The head of state has been pushing for a vision dubbed “creative economy,” which calls for revamping the economy by creating innovative business and job opportunities through merging IT, arts/culture and other industries.
Katzenberg recently told Korean reporters that a large portion of DreamWorks’ TV series Turbo is being produced in Korea and is seeking other innovative business opportunities here.
Toward the end of the meeting with the Korean president, he invited her to visit the DreamWorks studio in Los Angeles, to which the president replied, “I would love to visit some day.”

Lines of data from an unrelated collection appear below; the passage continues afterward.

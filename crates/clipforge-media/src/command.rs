//! FFmpeg command builder and runner.

use std::path::{Path, PathBuf};
use std::process::Stdio;
use tokio::io::{AsyncBufReadExt, BufReader};
use tokio::process::{Child, Command};
use tokio::sync::watch;
use tracing::{debug, info, warn};

use crate::error::{MediaError, MediaResult};
use crate::progress::{parse_progress_line, FfmpegProgress};

/// One input file with its pre-`-i` arguments.
#[derive(Debug, Clone)]
struct Input {
    path: PathBuf,
    args: Vec<String>,
}

/// Builder for FFmpeg commands.
///
/// Supports multiple inputs so the renderer can mux a source video with a
/// separately assembled audio track.
#[derive(Debug, Clone)]
pub struct FfmpegCommand {
    inputs: Vec<Input>,
    output: PathBuf,
    /// Arguments placed after all inputs.
    output_args: Vec<String>,
    overwrite: bool,
    log_level: String,
}

impl FfmpegCommand {
    /// Create a command with a single input.
    pub fn new(input: impl AsRef<Path>, output: impl AsRef<Path>) -> Self {
        Self {
            inputs: vec![Input {
                path: input.as_ref().to_path_buf(),
                args: Vec::new(),
            }],
            output: output.as_ref().to_path_buf(),
            output_args: Vec::new(),
            overwrite: true,
            log_level: "error".to_string(),
        }
    }

    /// Add another input file.
    pub fn input(mut self, path: impl AsRef<Path>) -> Self {
        self.inputs.push(Input {
            path: path.as_ref().to_path_buf(),
            args: Vec::new(),
        });
        self
    }

    /// Add an argument before the most recently added input's `-i`.
    pub fn input_arg(mut self, arg: impl Into<String>) -> Self {
        if let Some(input) = self.inputs.last_mut() {
            input.args.push(arg.into());
        }
        self
    }

    /// Add multiple arguments before the most recently added input's `-i`.
    pub fn input_args<I, S>(mut self, args: I) -> Self
    where
        I: IntoIterator<Item = S>,
        S: Into<String>,
    {
        if let Some(input) = self.inputs.last_mut() {
            input.args.extend(args.into_iter().map(Into::into));
        }
        self
    }

    /// Add an output argument (after all inputs).
    pub fn output_arg(mut self, arg: impl Into<String>) -> Self {
        self.output_args.push(arg.into());
        self
    }

    /// Add multiple output arguments.
    pub fn output_args<I, S>(mut self, args: I) -> Self
    where
        I: IntoIterator<Item = S>,
        S: Into<String>,
    {
        self.output_args.extend(args.into_iter().map(Into::into));
        self
    }

    /// Seek the most recent input (before `-i`).
    pub fn seek(self, seconds: f64) -> Self {
        self.input_arg("-ss").input_arg(format!("{:.3}", seconds))
    }

    /// Limit the read duration of the most recent input.
    pub fn duration(self, seconds: f64) -> Self {
        self.input_arg("-t").input_arg(format!("{:.3}", seconds))
    }

    /// Set a simple video filter.
    pub fn video_filter(self, filter: impl Into<String>) -> Self {
        self.output_arg("-vf").output_arg(filter)
    }

    /// Set a filter graph.
    pub fn filter_complex(self, filter: impl Into<String>) -> Self {
        self.output_arg("-filter_complex").output_arg(filter)
    }

    /// Map a stream into the output.
    pub fn map(self, stream: impl Into<String>) -> Self {
        self.output_arg("-map").output_arg(stream)
    }

    /// Set the video codec.
    pub fn video_codec(self, codec: impl Into<String>) -> Self {
        self.output_arg("-c:v").output_arg(codec)
    }

    /// Set the audio codec.
    pub fn audio_codec(self, codec: impl Into<String>) -> Self {
        self.output_arg("-c:a").output_arg(codec)
    }

    /// Set CRF quality.
    pub fn crf(self, crf: u8) -> Self {
        self.output_arg("-crf").output_arg(crf.to_string())
    }

    /// Set the encoder preset.
    pub fn encoder_preset(self, preset: impl Into<String>) -> Self {
        self.output_arg("-preset").output_arg(preset)
    }

    /// Set the audio bitrate.
    pub fn audio_bitrate(self, bitrate: impl Into<String>) -> Self {
        self.output_arg("-b:a").output_arg(bitrate)
    }

    /// Drop the video stream.
    pub fn no_video(self) -> Self {
        self.output_arg("-vn")
    }

    /// Extract a single frame.
    pub fn single_frame(self) -> Self {
        self.output_arg("-vframes").output_arg("1")
    }

    /// Build the full argument list.
    pub fn build_args(&self) -> Vec<String> {
        let mut args = Vec::new();

        if self.overwrite {
            args.push("-y".to_string());
        }

        args.push("-v".to_string());
        args.push(self.log_level.clone());

        // Progress output to stderr
        args.push("-progress".to_string());
        args.push("pipe:2".to_string());

        for input in &self.inputs {
            args.extend(input.args.clone());
            args.push("-i".to_string());
            args.push(input.path.to_string_lossy().to_string());
        }

        args.extend(self.output_args.clone());
        args.push(self.output.to_string_lossy().to_string());

        args
    }
}

/// Runner for FFmpeg commands with progress tracking and cancellation.
pub struct FfmpegRunner {
    cancel_rx: Option<watch::Receiver<bool>>,
    timeout_secs: Option<u64>,
}

impl Default for FfmpegRunner {
    fn default() -> Self {
        Self::new()
    }
}

impl FfmpegRunner {
    pub fn new() -> Self {
        Self {
            cancel_rx: None,
            timeout_secs: None,
        }
    }

    /// Attach a cancellation signal.
    pub fn with_cancel(mut self, cancel_rx: watch::Receiver<bool>) -> Self {
        self.cancel_rx = Some(cancel_rx);
        self
    }

    /// Set a timeout.
    pub fn with_timeout(mut self, secs: u64) -> Self {
        self.timeout_secs = Some(secs);
        self
    }

    /// Run an FFmpeg command to completion.
    pub async fn run(&self, cmd: &FfmpegCommand) -> MediaResult<()> {
        self.run_with_progress(cmd, |_| {}).await
    }

    /// Run an FFmpeg command, invoking `progress_callback` on each progress
    /// snapshot.
    pub async fn run_with_progress<F>(
        &self,
        cmd: &FfmpegCommand,
        progress_callback: F,
    ) -> MediaResult<()>
    where
        F: Fn(FfmpegProgress) + Send + 'static,
    {
        which::which("ffmpeg").map_err(|_| MediaError::FfmpegNotFound)?;

        let args = cmd.build_args();
        debug!("Running FFmpeg: ffmpeg {}", args.join(" "));

        let mut child = Command::new("ffmpeg")
            .args(&args)
            .stdin(Stdio::null())
            .stdout(Stdio::piped())
            .stderr(Stdio::piped())
            .kill_on_drop(true)
            .spawn()?;

        let stderr = child.stderr.take().ok_or_else(|| {
            MediaError::ffmpeg_failed("stderr not captured", None, None)
        })?;
        let mut reader = BufReader::new(stderr).lines();

        let progress_handle = tokio::spawn(async move {
            let mut current = FfmpegProgress::default();
            let mut tail: Vec<String> = Vec::new();

            while let Ok(Some(line)) = reader.next_line().await {
                if let Some(progress) = parse_progress_line(&line, &mut current) {
                    progress_callback(progress);
                } else if !line.contains('=') {
                    // Plain stderr output; keep the last few lines for errors.
                    if tail.len() >= 8 {
                        tail.remove(0);
                    }
                    tail.push(line);
                }
            }
            tail
        });

        let result = self.wait_for_completion(&mut child).await;
        let stderr_tail = progress_handle.await.unwrap_or_default();

        match result {
            Err(MediaError::FfmpegFailed {
                message, exit_code, ..
            }) => Err(MediaError::FfmpegFailed {
                message,
                stderr: (!stderr_tail.is_empty()).then(|| stderr_tail.join("\n")),
                exit_code,
            }),
            other => other,
        }
    }

    /// Wait for the child process, honouring cancellation and timeout.
    async fn wait_for_completion(&self, child: &mut Child) -> MediaResult<()> {
        let timeout = self
            .timeout_secs
            .map(std::time::Duration::from_secs)
            .unwrap_or(std::time::Duration::MAX);

        let mut cancel_rx = self.cancel_rx.clone();

        let status = tokio::select! {
            status = child.wait() => status?,
            _ = tokio::time::sleep(timeout) => {
                warn!(
                    "FFmpeg timed out after {} seconds, killing process",
                    self.timeout_secs.unwrap_or(0)
                );
                let _ = child.kill().await;
                return Err(MediaError::Timeout(self.timeout_secs.unwrap_or(0)));
            }
            _ = wait_cancelled(&mut cancel_rx) => {
                info!("FFmpeg cancelled, killing process");
                let _ = child.kill().await;
                return Err(MediaError::Cancelled);
            }
        };

        if status.success() {
            Ok(())
        } else {
            Err(MediaError::ffmpeg_failed(
                "FFmpeg exited with non-zero status",
                None,
                status.code(),
            ))
        }
    }
}

/// Resolves only when cancellation is requested; pends forever otherwise
/// (including when no cancel channel is attached or it has closed).
async fn wait_cancelled(cancel_rx: &mut Option<watch::Receiver<bool>>) {
    match cancel_rx {
        Some(rx) => loop {
            if *rx.borrow() {
                return;
            }
            if rx.changed().await.is_err() {
                std::future::pending::<()>().await;
            }
        },
        None => std::future::pending().await,
    }
}

/// Check that FFmpeg is available.
pub fn check_ffmpeg() -> MediaResult<PathBuf> {
    which::which("ffmpeg").map_err(|_| MediaError::FfmpegNotFound)
}

/// Check that FFprobe is available.
pub fn check_ffprobe() -> MediaResult<PathBuf> {
    which::which("ffprobe").map_err(|_| MediaError::FfprobeNotFound)
}

#[cfg(test)]
mod tests {
    use super::*;

    #[test]
    fn test_command_builder_single_input() {
        let cmd = FfmpegCommand::new("input.mp4", "output.mp4")
            .seek(10.0)
            .duration(30.0)
            .video_codec("libx264")
            .crf(18);

        let args = cmd.build_args();
        assert!(args.contains(&"-ss".to_string()));
        assert!(args.contains(&"10.000".to_string()));
        assert!(args.contains(&"-c:v".to_string()));
        assert!(args.contains(&"libx264".to_string()));
        assert_eq!(args.last().unwrap(), "output.mp4");
    }

    #[test]
    fn test_command_builder_multi_input() {
        let cmd = FfmpegCommand::new("video.mp4", "out.mp4")
            .input("audio.f32")
            .input_args(["-f", "f32le", "-ar", "16000", "-ac", "1"])
            .map("0:v")
            .map("1:a");

        let args = cmd.build_args();
        let video_i = args.iter().position(|a| a == "video.mp4").unwrap();
        let audio_i = args.iter().position(|a| a == "audio.f32").unwrap();
        let f32le_i = args.iter().position(|a| a == "f32le").unwrap();

        // Format args precede the second input only.
        assert!(video_i < f32le_i && f32le_i < audio_i);
        assert!(args.contains(&"-map".to_string()));
    }

    #[test]
    fn test_input_args_attach_to_latest_input() {
        let cmd = FfmpegCommand::new("a.mp4", "out.mp4")
            .seek(5.0)
            .input("b.wav");

        let args = cmd.build_args();
        let ss_i = args.iter().position(|a| a == "-ss").unwrap();
        let a_i = args.iter().position(|a| a == "a.mp4").unwrap();
        let b_i = args.iter().position(|a| a == "b.wav").unwrap();
        assert!(ss_i < a_i && a_i < b_i);
    }
}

The CEO also asked Park about her thoughts on the political chaos in Washington. “Politics is creating problems in all countries,” she said, adding with a whimsical note, “Politicians would have a change of heart if they went on a field trip to the DreamWorks studio.”
Meanwhile, Katzenberg visited local amusement park Everland over the weekend. The visit was primarily to watch Madagascar Live, a musical that DreamWorks co-produced with the theme park located in the outskirts of Seoul.
The musical has attracted more than 800,000 admissions since its launch in July 2012, becoming the most successful performance hosted by Everland since the theme park’s opening in 1976. Katzenberg watched the production with Kim Bong-yeong, CEO of Samsung Everland, and also took part in a safari tour and watched a K-pop “hologram concert.”